Terça, 1/11/2016 8:53.

O prefeito eleito Fabrício Oliveira disse que enfrentará a necessidade de rever a Planta de Valores e consequentemente aumentar o IPTU de maneira clara e aberta com a comunidade. Essa revisão é uma necessidade legal e moral porque hoje o prefeito pratica renúncia de receita, o que a lei veda e com isso alimenta a injustiça fiscal, uns pagam muito mais do que outros.

A Planta aponta o valor dos imóveis em cada região da cidade e serve de base para cálculo do IPTU. A defasagem perdura desde o governo Rubens Spernau e nesse período a prefeitura contratou dois estudos de revisão sem aplicar nenhum. O último foi em 2014 e pode ser atualizado sem muita dificuldade.
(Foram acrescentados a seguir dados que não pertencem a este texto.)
//! Reradiated-power patterns across a receive-angle sweep.
//!
//! A pattern is produced by a [`PatternModel`] evaluated at a list of receive
//! angles, measured in the panel's `(w, u)` plane from the normal. Two models
//! are provided:
//!
//! - [`near_field::NearFieldModel`] — Element-wise link budget with exact
//!   transmitter/receiver ranges and a cosine-taper element gain.
//! - [`array_factor::ArrayFactorModel`] — Idealized far-field array factor,
//!   useful as a quick steering check.
//!
//! Post-processing ([`Normalization`], dB conversion) is applied to the linear
//! output, never inside a model.

pub mod array_factor;
pub mod metrics;
pub mod near_field;

use std::fmt;
use std::str::FromStr;

use ndarray::Array2;
use ris_geometry::ElementGrid;
use serde::{Deserialize, Serialize};

use crate::error::RisError;
use crate::units::linear_to_db;

/// A model that maps a phase map to reradiated power at each receive angle.
///
/// Implementations must evaluate every angle independently and reduce over
/// elements in a fixed row-major order, so results do not depend on how the
/// sweep is scheduled.
pub trait PatternModel {
    /// Linear power at each angle in `theta_deg`.
    fn evaluate(
        &self,
        grid: &ElementGrid,
        phase: &Array2<f64>,
        theta_deg: &[f64],
    ) -> Result<Vec<f64>, RisError>;

    /// Human-readable name of the model.
    fn name(&self) -> &str;
}

/// Which [`PatternModel`] a run uses.
#[derive(Debug, Clone, Copy, Default, PartialEq, Eq, Serialize, Deserialize)]
#[serde(rename_all = "snake_case")]
pub enum PatternModelKind {
    #[default]
    NearField,
    ArrayFactor,
}

impl FromStr for PatternModelKind {
    type Err = RisError;

    fn from_str(s: &str) -> Result<Self, Self::Err> {
        match s {
            "near_field" => Ok(PatternModelKind::NearField),
            "array_factor" => Ok(PatternModelKind::ArrayFactor),
            other => Err(RisError::Unsupported {
                kind: "pattern model",
                value: other.to_string(),
                expected: "near_field, array_factor",
            }),
        }
    }
}

/// Rescaling applied to a linear pattern before dB conversion.
#[derive(Debug, Clone, Copy, Default, PartialEq, Eq, Serialize, Deserialize)]
pub enum Normalization {
    /// Divide by the maximum so the peak sits at 0 dB.
    #[default]
    #[serde(rename = "peak_0db")]
    Peak0Db,
    /// Divide by the mean so average power is unity.
    #[serde(rename = "unit_power")]
    UnitPower,
    /// Leave the pattern unscaled.
    #[serde(rename = "none")]
    None,
}

impl FromStr for Normalization {
    type Err = RisError;

    fn from_str(s: &str) -> Result<Self, Self::Err> {
        match s {
            "peak_0db" => Ok(Normalization::Peak0Db),
            "unit_power" => Ok(Normalization::UnitPower),
            "none" => Ok(Normalization::None),
            other => Err(RisError::Unsupported {
                kind: "normalization mode",
                value: other.to_string(),
                expected: "peak_0db, unit_power, none",
            }),
        }
    }
}

impl fmt::Display for Normalization {
    fn fmt(&self, f: &mut fmt::Formatter<'_>) -> fmt::Result {
        f.write_str(match self {
            Normalization::Peak0Db => "peak_0db",
            Normalization::UnitPower => "unit_power",
            Normalization::None => "none",
        })
    }
}

impl Normalization {
    /// Apply to a linear pattern. A zero peak or mean leaves the input as is.
    pub fn apply(&self, linear: &[f64]) -> Vec<f64> {
        let scale = match self {
            Normalization::Peak0Db => linear.iter().copied().fold(f64::NEG_INFINITY, f64::max),
            Normalization::UnitPower if !linear.is_empty() => {
                linear.iter().sum::<f64>() / linear.len() as f64
            }
            _ => return linear.to_vec(),
        };
        if scale > 0.0 {
            linear.iter().map(|v| v / scale).collect()
        } else {
            linear.to_vec()
        }
    }
}

/// Largest number of angles a sweep may produce.
pub const MAX_SWEEP_SAMPLES: usize = 1_000_000;

/// Receive-angle sweep `start..=stop` in steps of `step` (degrees).
#[derive(Debug, Clone, Copy, PartialEq, Serialize, Deserialize)]
pub struct SweepSpec {
    pub start: f64,
    pub stop: f64,
    pub step: f64,
}

impl Default for SweepSpec {
    fn default() -> Self {
        Self {
            start: -90.0,
            stop: 90.0,
            step: 2.0,
        }
    }
}

impl SweepSpec {
    /// Check that the sweep describes at least one angle.
    pub fn validate(&self) -> Result<(), RisError> {
        if !(self.step > 0.0) || !self.step.is_finite() {
            return Err(RisError::InvalidSweep(format!(
                "step must be positive (got {})",
                self.step
            )));
        }
        if !(self.stop >= self.start) {
            return Err(RisError::InvalidSweep(format!(
                "stop ({}) must not be below start ({})",
                self.stop, self.start
            )));
        }
        let count = self.sample_count();
        if !(count <= MAX_SWEEP_SAMPLES as f64) {
            return Err(RisError::InvalidSweep(format!(
                "{} samples exceeds the limit of {}",
                count, MAX_SWEEP_SAMPLES
            )));
        }
        Ok(())
    }

    fn sample_count(&self) -> f64 {
        // Half-step slack on the upper bound keeps `stop` despite roundoff.
        let upper = self.stop + 0.5 * self.step;
        ((upper - self.start) / self.step).ceil().max(0.0)
    }

    /// Sweep angles. `stop` is included when it lies on the step grid.
    pub fn angles(&self) -> Result<Vec<f64>, RisError> {
        self.validate()?;
        let count = self.sample_count() as usize;
        Ok((0..count)
            .map(|i| self.start + i as f64 * self.step)
            .collect())
    }
}

/// A normalized pattern: angles with linear and dB power.
#[derive(Debug, Clone, PartialEq, Serialize, Deserialize)]
pub struct PatternSample {
    pub theta_deg: Vec<f64>,
    pub linear: Vec<f64>,
    pub db: Vec<f64>,
}

impl PatternSample {
    /// Normalize `linear` and convert to dB.
    pub fn from_linear(
        theta_deg: Vec<f64>,
        linear: &[f64],
        normalization: Normalization,
    ) -> Result<Self, RisError> {
        check_lengths(&theta_deg, linear, "pattern_linear")?;
        let linear = normalization.apply(linear);
        let db = to_db(&linear);
        Ok(Self { theta_deg, linear, db })
    }

    pub fn len(&self) -> usize {
        self.theta_deg.len()
    }

    pub fn is_empty(&self) -> bool {
        self.theta_deg.is_empty()
    }
}

/// `10·log10(x + 1e-12)` element-wise.
pub fn to_db(linear: &[f64]) -> Vec<f64> {
    linear.iter().map(|&v| linear_to_db(v)).collect()
}

/// Fail unless `theta_deg` and `values` have equal length.
pub fn check_lengths(theta_deg: &[f64], values: &[f64], name: &'static str) -> Result<(), RisError> {
    if theta_deg.len() != values.len() {
        return Err(RisError::LengthMismatch {
            name,
            theta: theta_deg.len(),
            values: values.len(),
        });
    }
    Ok(())
}

/// Evaluate `f` at every angle, across threads when the `parallel` feature is on.
///
/// Output order always matches `theta_deg`.
pub(crate) fn map_angles<F>(theta_deg: &[f64], f: F) -> Vec<f64>
where
    F: Fn(f64) -> f64 + Send + Sync,
{
    #[cfg(feature = "parallel")]
    {
        use rayon::prelude::*;
        theta_deg.par_iter().map(|&t| f(t)).collect()
    }
    #[cfg(not(feature = "parallel"))]
    {
        theta_deg.iter().map(|&t| f(t)).collect()
    }
}

/// Fail unless the phase map matches the grid's `(ny, nx)` shape.
pub(crate) fn check_phase_shape(grid: &ElementGrid, phase: &Array2<f64>) -> Result<(), RisError> {
    if phase.dim() != grid.shape() {
        return Err(RisError::ShapeMismatch {
            found: phase.dim(),
            expected: grid.shape(),
        });
    }
    Ok(())
}

/// Index of the first maximum, matching `argmax` semantics.
pub fn argmax(values: &[f64]) -> Option<usize> {
    let mut best: Option<(usize, f64)> = None;
    for (i, &v) in values.iter().enumerate() {
        match best {
            Some((_, b)) if !(v > b) => {}
            _ => best = Some((i, v)),
        }
    }
    best.map(|(i, _)| i)
}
Aquele estudo apontou defasagens que variavam de 70% a 5.000%.

Fabricio disse que o levantamento será minucioso, discutido com a comunidade em audiências públicas e escalonado. Nessas audiências ele pretende também apresentar a estimativa de arrecadação e a contrapartida, onde o imposto será aplicado.

O contribuinte de baixa renda não deverá ser afetado, porque é comum os prefeitos proporem e as câmaras de vereadores aprovarem isenções.

Posição foi antecipada na campanha

Em 7 de maio o Página 3 perguntou aos então pré-candidatos a prefeito como procederiam em relação à Planta de Valores e a resposta de Fabrício foi a seguinte:

“Essa questão tem que ser enfrentada, buscaria alternativas, dentre elas diminuir a alíquota e/ou escalonar para que o impacto não seja tão agressivo no bolso dos contribuintes. Faria audiências com o setor imobiliário para chegar ao consenso, mas não deixaria de enfrentar o problema até porque o prefeito pode ser interpelado por renúncia de receita”.